TASK DESCRIPTION: Work out how many lines in the material below hold "channel", then give only that number.

GIVEN INFORMATION:
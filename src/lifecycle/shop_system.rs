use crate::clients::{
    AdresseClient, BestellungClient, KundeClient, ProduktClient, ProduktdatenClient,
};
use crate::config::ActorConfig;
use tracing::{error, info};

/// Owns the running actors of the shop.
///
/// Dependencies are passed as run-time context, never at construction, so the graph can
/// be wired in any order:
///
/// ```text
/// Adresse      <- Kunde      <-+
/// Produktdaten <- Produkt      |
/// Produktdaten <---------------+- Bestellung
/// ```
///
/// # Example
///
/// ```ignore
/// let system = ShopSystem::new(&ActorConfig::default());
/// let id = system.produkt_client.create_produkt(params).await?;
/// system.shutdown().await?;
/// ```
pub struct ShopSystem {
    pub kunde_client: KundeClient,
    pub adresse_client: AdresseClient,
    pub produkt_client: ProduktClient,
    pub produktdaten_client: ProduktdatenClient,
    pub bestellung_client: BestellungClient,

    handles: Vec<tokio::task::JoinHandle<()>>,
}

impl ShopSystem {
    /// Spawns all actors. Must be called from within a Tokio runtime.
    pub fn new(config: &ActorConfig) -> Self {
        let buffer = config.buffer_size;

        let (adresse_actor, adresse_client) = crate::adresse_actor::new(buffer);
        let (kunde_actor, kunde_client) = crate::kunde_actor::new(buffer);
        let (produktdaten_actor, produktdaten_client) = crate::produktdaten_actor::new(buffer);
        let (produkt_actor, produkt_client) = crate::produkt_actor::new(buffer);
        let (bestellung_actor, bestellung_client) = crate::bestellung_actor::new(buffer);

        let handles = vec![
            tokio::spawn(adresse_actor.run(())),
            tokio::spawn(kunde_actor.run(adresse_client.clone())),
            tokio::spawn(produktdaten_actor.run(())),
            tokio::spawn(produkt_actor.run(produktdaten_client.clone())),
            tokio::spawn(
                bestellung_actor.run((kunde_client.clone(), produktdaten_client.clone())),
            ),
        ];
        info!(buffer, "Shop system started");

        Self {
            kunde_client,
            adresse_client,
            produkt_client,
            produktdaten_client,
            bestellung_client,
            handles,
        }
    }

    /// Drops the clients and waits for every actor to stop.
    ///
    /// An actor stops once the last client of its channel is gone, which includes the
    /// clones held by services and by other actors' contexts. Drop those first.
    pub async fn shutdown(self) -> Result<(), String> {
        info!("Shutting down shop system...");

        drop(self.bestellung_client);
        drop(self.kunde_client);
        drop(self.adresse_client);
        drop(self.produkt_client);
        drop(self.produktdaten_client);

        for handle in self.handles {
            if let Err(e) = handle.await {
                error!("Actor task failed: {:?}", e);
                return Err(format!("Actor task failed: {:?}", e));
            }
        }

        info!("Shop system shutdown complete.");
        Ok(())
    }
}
--
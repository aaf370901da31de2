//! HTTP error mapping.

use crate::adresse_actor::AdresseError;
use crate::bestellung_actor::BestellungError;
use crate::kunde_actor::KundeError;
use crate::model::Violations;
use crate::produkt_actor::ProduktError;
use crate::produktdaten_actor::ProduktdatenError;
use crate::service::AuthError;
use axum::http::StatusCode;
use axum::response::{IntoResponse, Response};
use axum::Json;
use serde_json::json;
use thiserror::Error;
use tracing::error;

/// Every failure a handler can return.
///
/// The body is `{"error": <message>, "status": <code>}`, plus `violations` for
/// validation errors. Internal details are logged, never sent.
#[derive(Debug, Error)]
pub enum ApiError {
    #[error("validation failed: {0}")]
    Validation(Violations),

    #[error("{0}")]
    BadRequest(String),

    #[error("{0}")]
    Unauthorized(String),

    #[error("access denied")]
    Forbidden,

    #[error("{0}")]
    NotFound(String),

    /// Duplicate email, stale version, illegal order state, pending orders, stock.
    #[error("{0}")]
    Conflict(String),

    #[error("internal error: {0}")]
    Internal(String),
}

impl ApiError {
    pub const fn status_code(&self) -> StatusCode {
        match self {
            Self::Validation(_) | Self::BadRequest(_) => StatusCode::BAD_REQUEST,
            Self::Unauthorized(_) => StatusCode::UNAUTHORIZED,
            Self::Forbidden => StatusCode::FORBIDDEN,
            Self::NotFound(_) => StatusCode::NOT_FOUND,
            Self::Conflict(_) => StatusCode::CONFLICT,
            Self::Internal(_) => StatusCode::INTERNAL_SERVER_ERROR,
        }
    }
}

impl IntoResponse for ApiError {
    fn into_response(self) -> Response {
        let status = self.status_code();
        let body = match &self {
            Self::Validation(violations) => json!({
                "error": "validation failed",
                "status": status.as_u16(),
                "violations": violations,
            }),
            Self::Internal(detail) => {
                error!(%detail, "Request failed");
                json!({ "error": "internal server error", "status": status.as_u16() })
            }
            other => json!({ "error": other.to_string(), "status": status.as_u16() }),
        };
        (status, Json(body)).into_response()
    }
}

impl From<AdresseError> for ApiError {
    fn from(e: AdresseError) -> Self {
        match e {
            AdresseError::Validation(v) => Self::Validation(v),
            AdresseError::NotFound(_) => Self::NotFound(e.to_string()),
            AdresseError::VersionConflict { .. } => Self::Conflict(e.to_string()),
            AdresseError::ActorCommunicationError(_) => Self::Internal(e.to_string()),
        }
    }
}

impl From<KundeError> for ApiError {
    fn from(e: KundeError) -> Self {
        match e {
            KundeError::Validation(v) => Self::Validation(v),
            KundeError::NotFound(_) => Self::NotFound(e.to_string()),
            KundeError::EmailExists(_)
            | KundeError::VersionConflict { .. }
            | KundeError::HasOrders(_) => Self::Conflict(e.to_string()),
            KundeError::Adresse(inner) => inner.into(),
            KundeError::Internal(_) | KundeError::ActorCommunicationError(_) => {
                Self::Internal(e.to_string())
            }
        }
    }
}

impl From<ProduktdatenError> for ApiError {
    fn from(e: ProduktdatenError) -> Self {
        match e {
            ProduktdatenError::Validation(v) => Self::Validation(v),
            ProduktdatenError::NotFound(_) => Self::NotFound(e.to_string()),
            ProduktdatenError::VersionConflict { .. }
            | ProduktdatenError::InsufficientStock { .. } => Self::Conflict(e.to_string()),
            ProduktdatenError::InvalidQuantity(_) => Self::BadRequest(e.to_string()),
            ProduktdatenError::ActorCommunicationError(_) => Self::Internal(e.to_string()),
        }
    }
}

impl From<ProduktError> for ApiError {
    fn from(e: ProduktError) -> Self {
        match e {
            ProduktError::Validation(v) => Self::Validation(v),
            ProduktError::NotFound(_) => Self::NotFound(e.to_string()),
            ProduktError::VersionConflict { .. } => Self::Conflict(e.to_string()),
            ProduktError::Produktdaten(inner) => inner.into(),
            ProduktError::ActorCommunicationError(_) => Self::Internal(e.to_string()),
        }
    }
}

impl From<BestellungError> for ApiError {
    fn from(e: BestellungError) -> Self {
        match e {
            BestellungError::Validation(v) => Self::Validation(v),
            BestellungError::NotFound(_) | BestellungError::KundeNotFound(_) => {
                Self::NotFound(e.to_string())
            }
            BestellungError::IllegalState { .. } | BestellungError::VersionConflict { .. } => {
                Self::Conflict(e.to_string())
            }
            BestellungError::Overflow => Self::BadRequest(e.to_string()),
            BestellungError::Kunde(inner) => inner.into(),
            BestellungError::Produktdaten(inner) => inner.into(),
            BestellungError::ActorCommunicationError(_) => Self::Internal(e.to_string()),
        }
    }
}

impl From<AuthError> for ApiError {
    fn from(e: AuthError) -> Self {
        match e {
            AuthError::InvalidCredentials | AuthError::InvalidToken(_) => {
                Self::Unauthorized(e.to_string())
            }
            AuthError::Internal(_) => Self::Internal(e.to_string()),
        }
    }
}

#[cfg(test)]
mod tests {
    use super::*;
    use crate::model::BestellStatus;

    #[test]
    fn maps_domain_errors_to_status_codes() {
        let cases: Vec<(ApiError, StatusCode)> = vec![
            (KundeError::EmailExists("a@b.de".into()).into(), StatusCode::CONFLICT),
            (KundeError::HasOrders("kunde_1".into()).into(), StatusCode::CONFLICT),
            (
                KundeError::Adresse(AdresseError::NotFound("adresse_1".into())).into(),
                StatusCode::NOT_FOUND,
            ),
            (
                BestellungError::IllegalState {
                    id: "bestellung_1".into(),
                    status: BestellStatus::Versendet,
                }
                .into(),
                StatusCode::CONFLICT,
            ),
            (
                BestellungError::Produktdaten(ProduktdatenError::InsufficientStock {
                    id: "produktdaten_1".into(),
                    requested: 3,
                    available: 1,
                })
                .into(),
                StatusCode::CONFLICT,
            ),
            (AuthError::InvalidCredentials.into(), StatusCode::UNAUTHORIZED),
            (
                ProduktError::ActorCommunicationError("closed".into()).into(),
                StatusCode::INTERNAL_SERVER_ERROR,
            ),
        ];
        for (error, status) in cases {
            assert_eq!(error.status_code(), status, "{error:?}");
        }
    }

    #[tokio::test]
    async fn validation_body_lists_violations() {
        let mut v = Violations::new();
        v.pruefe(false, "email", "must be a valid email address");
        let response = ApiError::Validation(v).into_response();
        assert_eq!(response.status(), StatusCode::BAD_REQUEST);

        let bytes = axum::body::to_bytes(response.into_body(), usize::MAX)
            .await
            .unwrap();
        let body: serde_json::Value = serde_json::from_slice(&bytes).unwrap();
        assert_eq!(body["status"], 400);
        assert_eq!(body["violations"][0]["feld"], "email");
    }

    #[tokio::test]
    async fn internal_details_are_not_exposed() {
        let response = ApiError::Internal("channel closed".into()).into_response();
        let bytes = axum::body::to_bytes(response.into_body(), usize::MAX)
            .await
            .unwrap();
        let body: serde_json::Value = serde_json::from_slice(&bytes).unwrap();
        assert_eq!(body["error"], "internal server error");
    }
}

RESPONSE FOR THIS EXERCISE: 2